I named this challenge aptly. It’s the end of the month, and I didn’t reach the 58,000 word mark that I was looking for. There’s still novel yet to edit. I have failed.

That’s the easy answer. Here’s the correct one. During my last challenge, I gave myself 18 days to edit 27,000 words. I managed that, barely. This time I gave myself 23 days to edit 58,000 – over double the content in only 5 more days to do it in – and I ended up making it through 43,000.

Why doesn’t that feel like a failure to me?

Then there’s the content I was working on this time. I can’t go into detail yet, but it included some of the most complex and important scenes in the book, including the climax. I also had no “easy wins”, no delete-4,000-words-of-unnecessary-scenes-in-a-second, which actually happened during the first challenge. Good thing too. They needed to go.

I came so close, too! If I had only done certain things right the first time, I may have made it. I was on target to, before that. If only I didn’t have to turn back.

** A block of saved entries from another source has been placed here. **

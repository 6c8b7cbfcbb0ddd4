//! Model pricing for cost derivation.
//!
//! Costs are derived from token usage in two phases at record time: tokens
//! first, then cost from the pricing table. A provider-reported cost, when
//! present on the response, takes precedence over table-derived cost.

use pipeline_core::ModelId;
use serde::{Deserialize, Serialize};
use std::collections::HashMap;

/// Pricing for a single model.
#[derive(Debug, Clone, Serialize, Deserialize)]
pub struct ModelPricing {
    /// Model id this pricing applies to.
    pub model: String,
    /// Cost per 1K input tokens (USD).
    pub input_cost_per_1k: f64,
    /// Cost per 1K output tokens (USD).
    pub output_cost_per_1k: f64,
}

impl ModelPricing {
    /// Create pricing for a model.
    #[must_use]
    pub fn new(model: impl Into<String>, input_per_1k: f64, output_per_1k: f64) -> Self {
        Self {
            model: model.into(),
            input_cost_per_1k: input_per_1k,
            output_cost_per_1k: output_per_1k,
        }
    }

    /// Cost of a token count pair under this pricing.
    #[must_use]
    pub fn calculate_cost(&self, input_tokens: u32, output_tokens: u32) -> f64 {
        let input_cost = (f64::from(input_tokens) / 1000.0) * self.input_cost_per_1k;
        let output_cost = (f64::from(output_tokens) / 1000.0) * self.output_cost_per_1k;
        input_cost + output_cost
    }
}

/// Registry of per-model pricing with default fallback rates.
#[derive(Debug, Clone)]
pub struct PricingTable {
    models: HashMap<String, ModelPricing>,
    default_input_cost_per_1k: f64,
    default_output_cost_per_1k: f64,
}

impl Default for PricingTable {
    fn default() -> Self {
        Self {
            models: HashMap::new(),
            default_input_cost_per_1k: 0.01,
            default_output_cost_per_1k: 0.03,
        }
    }
}

impl PricingTable {
    /// Create an empty table with the standard default rates.
    #[must_use]
    pub fn new() -> Self {
        Self::default()
    }

    /// Set the fallback rates used for unknown models.
    #[must_use]
    pub fn with_default_pricing(mut self, input_per_1k: f64, output_per_1k: f64) -> Self {
        self.default_input_cost_per_1k = input_per_1k;
        self.default_output_cost_per_1k = output_per_1k;
        self
    }

    /// Register pricing for a model.
    #[must_use]
    pub fn with_model(mut self, pricing: ModelPricing) -> Self {
        self.models.insert(pricing.model.clone(), pricing);
        self
    }

    /// Pricing for a model, if registered.
    #[must_use]
    pub fn pricing_for(&self, model: &ModelId) -> Option<&ModelPricing> {
        self.models.get(model.as_str())
    }

    /// Cost of a token count pair for a model, using the default rates for
    /// unregistered models.
    #[must_use]
    pub fn cost_for(&self, model: &ModelId, input_tokens: u32, output_tokens: u32) -> f64 {
        match self.pricing_for(model) {
            Some(pricing) => pricing.calculate_cost(input_tokens, output_tokens),
            None => {
                let input_cost =
                    (f64::from(input_tokens) / 1000.0) * self.default_input_cost_per_1k;
                let output_cost =
                    (f64::from(output_tokens) / 1000.0) * self.default_output_cost_per_1k;
                input_cost + output_cost
            }
        }
    }
}
//! # Pipeline Resilience
//!
//! Resilience patterns for the LLM agent pipeline:
//! - Retry strategy with constant/exponential backoff and additive jitter
//! - Circuit breaker with a sliding failure window
//! - Reliability engine orchestrating retries, model fallback chains, and
//!   an overall wall-clock budget

#![forbid(unsafe_code)]
#![warn(missing_docs)]

pub mod circuit_breaker;
pub mod engine;
pub mod retry;

// Re-export main types
pub use circuit_breaker::{
    CircuitBreaker, CircuitBreakerConfig, CircuitBreakerRegistry, CircuitBreakerStats, CircuitState,
};
pub use engine::{InvokeOutcome, ReliabilityEngine, ReliabilityPolicy};
pub use retry::{Backoff, RetryConfig, RetryStrategy};
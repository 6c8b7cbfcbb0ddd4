//! Agent type registration.
//!
//! An [`AgentSpec`] is the immutable configuration snapshot for one agent
//! type, built once at registration time. Inheritance and defaults are
//! resolved here, in the builder, not at call time.

use pipeline_cache::CachePolicy;
use pipeline_core::{ExecutionKind, ModelId, PipelineError, PipelineResult};
use pipeline_resilience::ReliabilityPolicy;

/// Immutable per-agent-type configuration.
#[derive(Debug, Clone)]
pub struct AgentSpec {
    /// Agent type name (e.g., "summarizer").
    pub name: String,
    /// Agent type version; participates in cache fingerprints so a version
    /// bump invalidates stale entries.
    pub version: String,
    /// Invocation modality.
    pub kind: ExecutionKind,
    /// Primary model.
    pub model: ModelId,
    /// Fallback models tried in order after the primary fails.
    pub fallback_models: Vec<ModelId>,
    /// Response cache policy.
    pub cache: CachePolicy,
    /// Retry/fallback/circuit-breaker policy.
    pub reliability: ReliabilityPolicy,
}

impl AgentSpec {
    /// Start building a spec.
    #[must_use]
    pub fn builder(name: impl Into<String>, model: ModelId) -> AgentSpecBuilder {
        AgentSpecBuilder {
            name: name.into(),
            version: "1.0.0".to_string(),
            kind: ExecutionKind::Chat,
            model,
            fallback_models: Vec::new(),
            cache: CachePolicy::default(),
            reliability: ReliabilityPolicy::default(),
        }
    }
}

/// Builder for [`AgentSpec`].
#[derive(Debug)]
pub struct AgentSpecBuilder {
    name: String,
    version: String,
    kind: ExecutionKind,
    model: ModelId,
    fallback_models: Vec<ModelId>,
    cache: CachePolicy,
    reliability: ReliabilityPolicy,
}

impl AgentSpecBuilder {
    /// Set the version.
    #[must_use]
    pub fn version(mut self, version: impl Into<String>) -> Self {
        self.version = version.into();
        self
    }

    /// Set the invocation modality.
    #[must_use]
    pub fn kind(mut self, kind: ExecutionKind) -> Self {
        self.kind = kind;
        self
    }

    /// Add a fallback model.
    #[must_use]
    pub fn fallback(mut self, model: ModelId) -> Self {
        self.fallback_models.push(model);
        self
    }

    /// Set the full fallback chain.
    #[must_use]
    pub fn fallbacks(mut self, models: Vec<ModelId>) -> Self {
        self.fallback_models = models;
        self
    }

    /// Set the cache policy.
    #[must_use]
    pub fn cache(mut self, cache: CachePolicy) -> Self {
        self.cache = cache;
        self
    }

    /// Set the reliability policy.
    #[must_use]
    pub fn reliability(mut self, reliability: ReliabilityPolicy) -> Self {
        self.reliability = reliability;
        self
    }

    /// Validate and build the spec.
    ///
    /// # Errors
    /// Returns a validation error for an empty name/version or a fallback
    /// chain containing the primary model or duplicates.
    pub fn build(self) -> PipelineResult<AgentSpec> {
        if self.name.trim().is_empty() {
            return Err(PipelineError::validation("agent name must not be empty"));
        }
        if self.version.trim().is_empty() {
            return Err(PipelineError::validation("agent version must not be empty"));
        }
        for (i, fallback) in self.fallback_models.iter().enumerate() {
            if *fallback == self.model {
                return Err(PipelineError::validation(format!(
                    "fallback model {fallback} duplicates the primary model"
                )));
            }
            if self.fallback_models[..i].contains(fallback) {
                return Err(PipelineError::validation(format!(
                    "fallback model {fallback} appears twice"
                )));
            }
        }

        Ok(AgentSpec {
            name: self.name,
            version: self.version,
            kind: self.kind,
            model: self.model,
            fallback_models: self.fallback_models,
            cache: self.cache,
            reliability: self.reliability,
        })
    }
}
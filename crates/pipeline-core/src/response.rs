//! The result returned to callers by the pipeline.

use crate::provider::{ProviderResponse, ResponseExtras};
use crate::types::ModelId;
use serde::{Deserialize, Serialize};

/// Final result of an agent invocation.
///
/// This is what `ExecutionContext::output` holds and what the cache layer
/// serializes. `cached` is true when the value was served from the response
/// cache instead of a live provider call.
#[derive(Debug, Clone, Serialize, Deserialize)]
pub struct AgentOutput {
    /// The produced content.
    pub content: serde_json::Value,

    /// The model that produced the content (the primary model or a
    /// fallback).
    pub model: ModelId,

    /// Tokens consumed by the prompt/input.
    pub input_tokens: u32,

    /// Tokens produced in the response.
    pub output_tokens: u32,

    /// Cost of the invocation in USD. Zero for cache hits.
    pub cost: f64,

    /// Whether this result was served from cache.
    pub cached: bool,

    /// Modality-specific extras carried over from the provider response.
    #[serde(default, skip_serializing_if = "ResponseExtras::is_empty")]
    pub extras: ResponseExtras,
}

impl AgentOutput {
    /// Build an output from a live provider response.
    #[must_use]
    pub fn from_response(response: ProviderResponse, model: ModelId, cost: f64) -> Self {
        Self {
            content: response.content,
            model,
            input_tokens: response.input_tokens,
            output_tokens: response.output_tokens,
            cost,
            cached: false,
            extras: response.extras,
        }
    }

    /// Mark this output as served from cache. A cache hit incurs no new
    /// cost, so the cost is zeroed.
    #[must_use]
    pub fn into_cached(mut self) -> Self {
        self.cached = true;
        self.cost = 0.0;
        self
    }

    /// Total tokens for this output.
    #[must_use]
    pub fn total_tokens(&self) -> u32 {
        self.input_tokens.saturating_add(self.output_tokens)
    }
}
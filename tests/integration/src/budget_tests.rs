//! Budget enforcement through the full pipeline.

use crate::fixtures::*;
use crate::mock_provider::{ModelScript, ScriptedProvider};
use chrono::{TimeZone, Utc};
use pipeline_budget::{AlertSink, BudgetConfig, BudgetQuery, RecordingAlertSink, SpendRecorder};
use pipeline_core::{BudgetPeriod, BudgetScope, PipelineError, TenantId};
use pipeline_executor::ExecutionRequest;
use pipeline_store::{KeyValueStore, MemoryStore};
use serde_json::json;
use std::sync::Arc;
use std::time::Duration;

fn acme() -> TenantId {
    TenantId::new("acme").expect("valid tenant")
}

/// Scenario A: hard daily limit of $10, zero prior spend. A $4 call
/// succeeds; a $7 call is rejected pre-flight and spend stays at $4.
#[tokio::test]
async fn scenario_a_hard_budget_gate() {
    let provider = ScriptedProvider::new()
        .with_script("gpt-4o", ModelScript::ok_with_cost("first", 4.0));
    let harness = TestHarness::new(provider, hard_budget_config("acme", 10.0));
    let agent = chat_agent("summarizer", "gpt-4o");

    // First call: $4, succeeds.
    harness
        .executor
        .execute(
            &agent,
            ExecutionRequest::new(json!("doc one"))
                .with_tenant(tenant("acme"))
                .with_estimated_cost(4.0),
        )
        .await
        .expect("first call succeeds");

    let t = acme();
    let spend = harness
        .executor
        .budget_query()
        .current_spend(BudgetScope::Global, BudgetPeriod::Daily, None, Some(&t))
        .await;
    assert!((spend - 4.0).abs() < 1e-9);

    // Second call: $7 against $6 remaining, rejected before any provider
    // invocation.
    let calls_before = harness.provider.total_calls();
    let result = harness
        .executor
        .execute(
            &agent,
            ExecutionRequest::new(json!("doc two"))
                .with_tenant(tenant("acme"))
                .with_estimated_cost(7.0),
        )
        .await;

    assert!(matches!(result, Err(PipelineError::BudgetExceeded { .. })));
    assert_eq!(
        harness.provider.total_calls(),
        calls_before,
        "no provider invocation for the rejected call"
    );

    // Spend not incremented by the rejection.
    let spend = harness
        .executor
        .budget_query()
        .current_spend(BudgetScope::Global, BudgetPeriod::Daily, None, Some(&t))
        .await;
    assert!((spend - 4.0).abs() < 1e-9);
}

/// P1: spend recorded on one calendar day is invisible to the next day's
/// daily counter.
#[tokio::test]
async fn p1_period_rollover() {
    let store = Arc::new(MemoryStore::new());
    let sink = Arc::new(RecordingAlertSink::new());
    let recorder = SpendRecorder::new(
        Arc::clone(&store) as Arc<dyn KeyValueStore>,
        sink as Arc<dyn AlertSink>,
        "itest",
        Duration::from_secs(3600),
    );
    let query = BudgetQuery::new(Arc::clone(&store) as Arc<dyn KeyValueStore>, "itest");
    let t = acme();

    let d1 = Utc.with_ymd_and_hms(2026, 8, 5, 22, 0, 0).unwrap();
    let d2 = Utc.with_ymd_and_hms(2026, 8, 6, 2, 0, 0).unwrap();

    recorder
        .record_spend_at("summarizer", 8.0, Some(&t), &BudgetConfig::default(), d1)
        .await;

    let as_of_d1 = query
        .current_spend_at(BudgetScope::Global, BudgetPeriod::Daily, None, Some(&t), d1)
        .await;
    let as_of_d2 = query
        .current_spend_at(BudgetScope::Global, BudgetPeriod::Daily, None, Some(&t), d2)
        .await;

    assert!((as_of_d1 - 8.0).abs() < 1e-9);
    assert!(as_of_d2.abs() < f64::EPSILON, "new day, fresh counter");
}

/// P2: remaining budget clamps at zero no matter how far spend overshoots.
#[tokio::test]
async fn p2_remaining_never_negative() {
    let store = Arc::new(MemoryStore::new());
    let sink = Arc::new(RecordingAlertSink::new());
    let recorder = SpendRecorder::new(
        Arc::clone(&store) as Arc<dyn KeyValueStore>,
        sink as Arc<dyn AlertSink>,
        "itest",
        Duration::from_secs(3600),
    );
    let query = BudgetQuery::new(Arc::clone(&store) as Arc<dyn KeyValueStore>, "itest");
    let config = BudgetConfig {
        daily_limit: Some(1.0),
        ..Default::default()
    };

    recorder
        .record_spend("summarizer", 1000.0, None, &config)
        .await;

    let remaining = query
        .remaining_budget(BudgetScope::Global, BudgetPeriod::Daily, None, None, &config)
        .await;
    assert_eq!(remaining, pipeline_budget::Remaining::Amount(0.0));
}

/// P3: an unconfigured dimension is unlimited and never gates a call.
#[tokio::test]
async fn p3_no_limit_is_unlimited() {
    let provider = ScriptedProvider::new()
        .with_script("gpt-4o", ModelScript::ok_with_cost("pricey", 10_000.0));
    let harness = TestHarness::with_defaults(provider);
    let agent = chat_agent("summarizer", "gpt-4o");

    // No limits configured anywhere: absurdly expensive calls still pass.
    for _ in 0..3 {
        harness
            .executor
            .execute(
                &agent,
                ExecutionRequest::new(json!("doc")).with_tenant(tenant("acme")),
            )
            .await
            .expect("unlimited tenant is never gated");
    }

    let t = acme();
    let remaining = harness
        .executor
        .budget_query()
        .remaining_budget(
            BudgetScope::Global,
            BudgetPeriod::Daily,
            None,
            Some(&t),
            &BudgetConfig::default(),
        )
        .await;
    assert_eq!(remaining, pipeline_budget::Remaining::Unlimited);
}

/// P4: concurrent breaches of the same (scope, tenant, day) produce
/// exactly one alert.
#[tokio::test]
async fn p4_at_most_one_alert() {
    let store = Arc::new(MemoryStore::new());
    let sink = Arc::new(RecordingAlertSink::new());
    let recorder = Arc::new(SpendRecorder::new(
        Arc::clone(&store) as Arc<dyn KeyValueStore>,
        Arc::clone(&sink) as Arc<dyn AlertSink>,
        "itest",
        Duration::from_secs(3600),
    ));
    let config = Arc::new(BudgetConfig {
        daily_limit: Some(1.0),
        ..Default::default()
    });
    let now = Utc.with_ymd_and_hms(2026, 8, 5, 12, 0, 0).unwrap();

    let mut handles = Vec::new();
    for _ in 0..16 {
        let recorder = Arc::clone(&recorder);
        let config = Arc::clone(&config);
        handles.push(tokio::spawn(async move {
            recorder
                .record_spend_at("summarizer", 2.0, None, &config, now)
                .await;
        }));
    }
    for handle in handles {
        handle.await.expect("task joins");
    }

    assert_eq!(sink.len(), 1, "exactly one alert for N concurrent breaches");
}

/// Soft enforcement alerts but never rejects.
#[tokio::test]
async fn soft_enforcement_allows_over_budget_calls() {
    let config = pipeline_core::EngineConfig::builder()
        .namespace("itest")
        .tenant_budget(
            "acme",
            pipeline_core::BudgetOverrides {
                enforcement: Some(pipeline_core::Enforcement::Soft),
                daily_limit: Some(1.0),
                ..Default::default()
            },
        )
        .build();
    let provider = ScriptedProvider::new()
        .with_script("gpt-4o", ModelScript::ok_with_cost("x", 5.0));
    let harness = TestHarness::new(provider, config);
    let agent = chat_agent("summarizer", "gpt-4o");

    for _ in 0..3 {
        harness
            .executor
            .execute(
                &agent,
                ExecutionRequest::new(json!("doc")).with_tenant(tenant("acme")),
            )
            .await
            .expect("soft enforcement never rejects");
    }

    assert_eq!(harness.provider.total_calls(), 3);
    assert_eq!(harness.alerts.len(), 1, "breach alert deduplicated");
    assert_eq!(
        harness.alerts.alerts()[0].kind,
        pipeline_budget::AlertKind::SoftCap
    );
}

/// Tenants account independently: one tenant's breach never gates another.
#[tokio::test]
async fn tenant_isolation() {
    let provider = ScriptedProvider::new()
        .with_script("gpt-4o", ModelScript::ok_with_cost("x", 11.0));
    let harness = TestHarness::new(provider, hard_budget_config("acme", 10.0));
    let agent = chat_agent("summarizer", "gpt-4o");

    // Exhaust acme's budget.
    harness
        .executor
        .execute(
            &agent,
            ExecutionRequest::new(json!("doc")).with_tenant(tenant("acme")),
        )
        .await
        .expect("first call passes");
    let blocked = harness
        .executor
        .execute(
            &agent,
            ExecutionRequest::new(json!("doc")).with_tenant(tenant("acme")),
        )
        .await;
    assert!(matches!(blocked, Err(PipelineError::BudgetExceeded { .. })));

    // Another tenant (no record, engine defaults, no limits) sails through.
    harness
        .executor
        .execute(
            &agent,
            ExecutionRequest::new(json!("doc")).with_tenant(tenant("globex")),
        )
        .await
        .expect("other tenant unaffected");
}
//! # Pipeline Executor
//!
//! The ordered middleware chain wrapping every agent invocation:
//! resolve tenant, check budget, check cache, invoke the
//! reliability-wrapped provider, record spend and execution, write cache.
//!
//! Also home to agent registration (`AgentSpec`), execution records, and
//! the execution storage collaborator.

#![forbid(unsafe_code)]
#![warn(missing_docs)]

pub mod agent;
pub mod executor;
pub mod record;
pub mod recorder;
pub mod request;

// Re-export main types
pub use agent::{AgentSpec, AgentSpecBuilder};
pub use executor::{Executor, ExecutorBuilder};
pub use record::{
    ExecutionRecord, ExecutionStats, ExecutionStatus, ExecutionStorage, MemoryExecutionStorage,
};
pub use recorder::ExecutionRecorder;
pub use request::ExecutionRequest;
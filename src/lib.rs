//! # LLM Agent Pipeline
//!
//! Middleware execution pipeline for LLM agents with cross-cutting
//! reliability, cost budgeting, caching, and multi-tenant accounting.
//!
//! This facade crate re-exports the public surface of the workspace
//! members:
//! - [`pipeline_core`]: context, tenant references, provider abstraction,
//!   errors
//! - [`pipeline_store`]: the shared key-value/counter store
//! - [`pipeline_resilience`]: retry, circuit breaker, fallback chains
//! - [`pipeline_budget`]: spend accounting, budget gate, alerting
//! - [`pipeline_cache`]: content-addressed response caching
//! - [`pipeline_executor`]: the ordered middleware chain
//!
//! ## Example
//!
//! ```no_run
//! use llm_agent_pipeline::{
//!     AgentSpec, EngineConfig, ExecutionRequest, Executor, ModelId, TenantRef,
//! };
//! use serde_json::json;
//! use std::sync::Arc;
//!
//! # async fn run(provider: Arc<dyn llm_agent_pipeline::ProviderClient>) ->
//! #     Result<(), llm_agent_pipeline::PipelineError> {
//! let executor = Executor::builder()
//!     .config(EngineConfig::builder().namespace("my-app").build())
//!     .provider(provider)
//!     .build()?;
//!
//! let agent = AgentSpec::builder("summarizer", ModelId::new("gpt-4o")?).build()?;
//! let output = executor
//!     .execute(
//!         &agent,
//!         ExecutionRequest::new(json!({"text": "..."}))
//!             .with_tenant(TenantRef::by_id("acme")?),
//!     )
//!     .await?;
//! # Ok(())
//! # }
//! ```

#![forbid(unsafe_code)]
#![warn(missing_docs)]

pub mod logging;

pub use logging::{init_logging, LoggingConfig};

pub use pipeline_core::{
    AgentOutput, BudgetDimension, BudgetOverrides, BudgetPeriod, BudgetScope, Enforcement,
    EngineConfig, ExecutionContext, ExecutionKind, ModelId, PipelineError, PipelineResult,
    ProviderClient, ProviderRequest, ProviderResponse, RequestId, ResponseExtras, TenantId,
    TenantRef,
};

pub use pipeline_store::{Counter, KeyValueStore, MemoryStore};

pub use pipeline_resilience::{
    Backoff, CircuitBreaker, CircuitBreakerConfig, CircuitState, ReliabilityEngine,
    ReliabilityPolicy, RetryConfig, RetryStrategy,
};

pub use pipeline_budget::{
    AlertKind, AlertSink, BudgetAlert, BudgetConfig, BudgetGate, BudgetQuery, BudgetStatusReport,
    Forecaster, LinearForecaster, LogAlertSink, ModelPricing, PricingTable, Remaining,
    SpendForecast, SpendRecorder,
};

pub use pipeline_cache::{CachePolicy, Fingerprint, ResponseCache};

pub use pipeline_executor::{
    AgentSpec, ExecutionRecord, ExecutionRequest, ExecutionStats, ExecutionStatus,
    ExecutionStorage, Executor, MemoryExecutionStorage,
};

So why doesn’t this feel like a failure?

Because I never fell prey to false proxies, and always remembered what the most important thing was (to tell a great story). Because the rewrites will make the story stronger. Because I kept going every single day, despite all the other things on my plate. Because I got more editing done in a short time than I ever have before. Because I’m proud of the work I did.

I may have failed, but this failure has brought me closer to my true goal than many of the successes I’ve had. So it’s alright.

Try, and fail, until you succeed. Set ambitious goals for yourself. Make progress every single day. Keep going. Even if you stumble, you’ll come out much farther ahead than you would have otherwise. I know I have.

Now if you’ll excuse me, I’ll be spending the next few days on a trip to see my best friend (and editor). Alas, I won’t be able to hand him the finished draft like I wanted to, but I know he’ll wait. He’s been listening to me talk about this story for years. Another few weeks is nothing.

I have 15,000 more words to go (plus a scene I haven’t written yet…that was a wrinkle in my original plan that I failed to consider), so I should be able to finish up shortly after I get back next week. Don’t expect to hear from me until then. It’s time for me to relax and play, and then come back and finish this baby off.

This phase, that is. There’s still a lot to be done before I can let you all see this story of mine. Soon, though. That time is getting closer every day.